Demelza comenzó a decir algo, pero renunció a hablar y siguió comiendo.
—Creo que lo peor ha pasado.
—Bien, por lo menos eso es satisfactorio. Después de lo que nos hizo no volveré a hablar con Francis; de todos modos, no deseo que esa enfermedad afecte ni siquiera a mi peor enemigo.
Se hizo un silencio prolongado.
—Ross —dijo Demelza—, después de lo que ocurrió en julio juré que jamás te ocultaría nada, de modo que será mejor que te lo diga, antes de que pienses que te he engañado.

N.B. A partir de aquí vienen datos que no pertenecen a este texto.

//! 进度文件服务 - 业务能力层
//!
//! 结果 CSV 同时就是进度记录：启动时读出已完成的推文ID，
//! 之后每写一行就 flush + fsync 一次，崩溃最多丢失正在处理的那一条。

use std::collections::{HashMap, HashSet};
use std::fs::{File, OpenOptions};
use std::io::{Read, Seek, SeekFrom};
use std::path::{Path, PathBuf};

use csv::{ReaderBuilder, StringRecord, WriterBuilder};
use tracing::{debug, info, warn};

use crate::error::{AppResult, ErrorKind, FileError, StoreError};
use crate::models::{ResultRow, ERROR_LABEL};

/// 默认表头
pub const BASE_HEADER: [&str; 3] = ["Tweet_ID", "cleaned_tweet", "classification"];
/// 开启 `record_error_kind` 时追加的列
pub const ERROR_KIND_COLUMN: &str = "error_kind";

/// 进度文件选项
#[derive(Debug, Clone, Copy, Default, PartialEq, Eq)]
pub struct StoreOptions {
    /// 额外写出 error_kind 列
    pub record_error_kind: bool,
    /// 把最近一次为 Error 的推文视为未完成
    pub retry_error_rows: bool,
}

impl StoreOptions {
    pub fn header(&self) -> Vec<&'static str> {
        let mut header = BASE_HEADER.to_vec();
        if self.record_error_kind {
            header.push(ERROR_KIND_COLUMN);
        }
        header
    }
}

/// 从已有结果文件读出的内容
#[derive(Debug, Default)]
pub struct StoredRows {
    pub header: Vec<String>,
    pub rows: Vec<ResultRow>,
    /// 因写了一半而被忽略的行数
    pub torn: usize,
    /// 最后一条完整记录结束处的字节偏移
    pub complete_len: u64,
}

/// 进度文件
///
/// 职责：
/// - 启动时加载已完成的推文ID集合
/// - 追加一行结果并立即落盘
/// - 运行期间独占文件句柄
pub struct ProgressStore {
    path: PathBuf,
    options: StoreOptions,
    writer: csv::Writer<File>,
    completed: HashSet<String>,
    reopened: usize,
}

impl ProgressStore {
    /// 打开（或创建）进度文件
    ///
    /// 末尾写了一半的记录会被截掉，之后的追加从最后一条完整记录之后开始。
    pub fn open(path: &Path, options: StoreOptions) -> AppResult<Self> {
        let shown = path.display().to_string();
        let expected = options.header();

        let existing_len = std::fs::metadata(path).map(|m| m.len()).unwrap_or(0);

        let mut completed = HashSet::new();
        let mut reopened = 0;
        let mut keep_len = 0;

        if existing_len > 0 {
            let stored = read_rows(path)?;
            if stored.header != expected {
                return Err(StoreError::HeaderMismatch {
                    path: shown,
                    expected: expected.join(","),
                    found: stored.header.join(","),
                }
                .into());
            }
            keep_len = stored.complete_len;

            // 同一ID出现多次时以最后一行为准
            let mut latest: HashMap<String, bool> = HashMap::new();
            for row in &stored.rows {
                latest.insert(row.id.clone(), row.is_error());
            }

            for (id, is_error) in latest {
                if options.retry_error_rows && is_error {
                    reopened += 1;
                } else {
                    completed.insert(id);
                }
            }

            info!(
                "📂 已加载进度文件 {}: {} 行, {} 个已完成",
                shown,
                stored.rows.len(),
                completed.len()
            );
            if reopened > 0 {
                info!("🔁 {} 条之前失败的推文将重新分类", reopened);
            }
        }

        let file = OpenOptions::new()
            .create(true)
            .append(true)
            .open(path)
            .map_err(|source| StoreError::OpenFailed {
                path: shown.clone(),
                source,
            })?;

        if keep_len < existing_len {
            warn!(
                "进度文件末尾有 {} 字节不完整，已截断",
                existing_len - keep_len
            );
            file.set_len(keep_len)
                .and_then(|_| file.sync_data())
                .map_err(|source| StoreError::AppendFailed {
                    path: shown.clone(),
                    source,
                })?;
        }

        let writer = WriterBuilder::new().has_headers(false).from_writer(file);

        let mut store = Self {
            path: path.to_path_buf(),
            options,
            writer,
            completed,
            reopened,
        };

        if keep_len == 0 {
            debug!("写入进度文件表头 {}", shown);
            store.write_and_sync(&expected)?;
        }

        Ok(store)
    }

    /// 该ID是否已有结果
    pub fn contains(&self, id: &str) -> bool {
        self.completed.contains(id)
    }

    /// 已完成的推文数量
    pub fn completed_count(&self) -> usize {
        self.completed.len()
    }

    /// 因 `retry_error_rows` 重新打开的推文数量
    pub fn reopened_count(&self) -> usize {
        self.reopened
    }

    /// 追加一条结果并立即落盘
    pub fn append(&mut self, row: &ResultRow) -> AppResult<()> {
        let mut record = vec![row.id.as_str(), row.payload.as_str(), row.label.as_str()];
        if self.options.record_error_kind {
            record.push(row.error_kind.map(ErrorKind::as_str).unwrap_or(""));
        }

        self.write_and_sync(&record)?;
        self.completed.insert(row.id.clone());

        Ok(())
    }

    fn write_and_sync(&mut self, record: &[&str]) -> AppResult<()> {
        let path = self.path.display().to_string();
        let append_failed = |source: std::io::Error| StoreError::AppendFailed {
            path: path.clone(),
            source,
        };

        self.writer
            .write_record(record)
            .map_err(|e| append_failed(e.into()))?;
        self.writer.flush().map_err(append_failed)?;
        self.writer.get_ref().sync_data().map_err(append_failed)?;

        Ok(())
    }
}

/// 读取已有的结果文件
///
/// 字段不足的行会被忽略。文件末尾的最后一条记录如果没有以换行结束，
/// 或者停在一个没闭合的引号里，视为写了一半。
pub fn read_rows(path: &Path) -> AppResult<StoredRows> {
    let shown = path.display().to_string();
    let csv_error = |source| FileError::CsvParseFailed {
        path: shown.clone(),
        source,
    };

    let file_len = std::fs::metadata(path)
        .map_err(|source| FileError::ReadFailed {
            path: shown.clone(),
            source,
        })?
        .len();
    let complete_tail = ends_with_newline(path)?;

    let mut reader = ReaderBuilder::new()
        .has_headers(false)
        .flexible(true)
        .from_path(path)
        .map_err(csv_error)?;

    let mut record = StringRecord::new();
    if !reader.read_record(&mut record).map_err(csv_error)? {
        return Ok(StoredRows::default());
    }

    let header: Vec<String> = record.iter().map(|h| h.trim().to_string()).collect();
    let with_kind = header.len() > BASE_HEADER.len();
    let header_end = reader.position().byte();

    let mut stored = StoredRows {
        header,
        // 表头本身没写完时整个文件重来
        complete_len: if header_end >= file_len && !complete_tail {
            0
        } else {
            header_end
        },
        ..Default::default()
    };

    while reader.read_record(&mut record).map_err(csv_error)? {
        let end = reader.position().byte();
        let at_tail = end >= file_len;
        // label / error_kind 不会含换行，出现换行说明引号没闭合
        let open_quote = record.iter().last().is_some_and(|field| field.contains('\n'));

        if record.len() < BASE_HEADER.len() || (at_tail && (!complete_tail || open_quote)) {
            stored.torn += 1;
            continue;
        }
        stored.complete_len = end;

        let label = record[2].to_string();
        let error_kind = if with_kind {
            record.get(3).and_then(ErrorKind::from_str_opt)
        } else {
            None
        };
        let error_kind = match error_kind {
            Some(kind) => Some(kind),
            None if label == ERROR_LABEL && with_kind => Some(ErrorKind::Unknown),
            None => None,
        };

        stored.rows.push(ResultRow {
            id: record[0].trim().to_string(),
            payload: record[1].to_string(),
            label,
            error_kind,
        });
    }

    if stored.torn > 0 {
        warn!("进度文件 {} 中有 {} 行不完整，已忽略", shown, stored.torn);
    }

    Ok(stored)
}

fn ends_with_newline(path: &Path) -> AppResult<bool> {
    let shown = path.display().to_string();
    let read_failed = |source| FileError::ReadFailed {
        path: shown.clone(),
        source,
    };

    let mut file = File::open(path).map_err(read_failed)?;
    let len = file.metadata().map_err(read_failed)?.len();
    if len == 0 {
        return Ok(true);
    }

    let mut last = [0u8; 1];
    file.seek(SeekFrom::End(-1)).map_err(read_failed)?;
    file.read_exact(&mut last).map_err(read_failed)?;
    Ok(last[0] == b'\n')
}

—Oh —dijo Ross—, ¿de qué se trata? ¿Fuiste a ver a Verity mientras estuve ausente?
—No. Fui a Trenwith.
Observó la expresión de su marido. Pero el rostro de Ross no cambió.
—¿De visita?
—No… fui a ayudar.
Una vela humeaba, pero ninguno de los dos se puso de pie para despabilarla.
—¿Y te echaron?
—No. Estuve allí toda la noche. El la miró fijamente.
—¿Por qué?
—Ross, tuve que hacerlo. Fui sólo para preguntar, pero estaban en situación desesperada. Francis… ya no tenía fiebre, pero estaba postrado. Geoffrey Charles podía morir de un momento a otro. Elizabeth también estaba enferma, aunque no quería reconocerlo. Tres criados enfermos, y sólo Mary Bartle y la tía Sara Tregeagle para atender a todos. Ayudé a acostar a Elizabeth y pasé toda la noche con Geoffrey Charles. Una o dos veces me pareció que se moría; pero consiguió reaccionar, y esta mañana se sentía mejor. Volví a casa y regresé allí esta tarde. El doctor Choake dice que la crisis ya ha pasado. Según afirma, Elizabeth no estuvo tan mal. Yo… permanecí allí todo el tiempo posible, pero les expliqué que no podía quedarme esta noche. De todos modos, Tabb ya se ha levantado, y puede echar una mano. Esta noche se arreglarán bastante bien.
Ross la miró un momento. No era un hombre mezquino, y las cosas que en ese momento se le ocurrían eran precisamente las que no podía decir.
Y aunque al principio trató de negarlo, en definitiva no podía dejar de reconocer que el sentimiento que había impulsado a Demelza era el mismo que a él lo había movido a actuar más o menos del mismo modo en el episodio de Jim Cárter. ¿Acaso podía culparla porque ella había demostrado el mismo impulso que él había sentido tiempo atrás?
No podía dejar de pensar ciertas cosas, pero la sinceridad y los lazos más delicados del afecto lo obligaron a callar.
Así, la comida continuó, y los dos guardaron silencio.
Finalmente Demelza dijo:
—Ross, no podía hacer otra cosa.
—No —dijo él—, fue una actitud humana y generosa. Quizá de aquí a una quincena estaré de mejor ánimo para apreciarla.
Ambos sabían lo que él quería decir, pero ninguno de los dos lo expresó más claramente en palabras.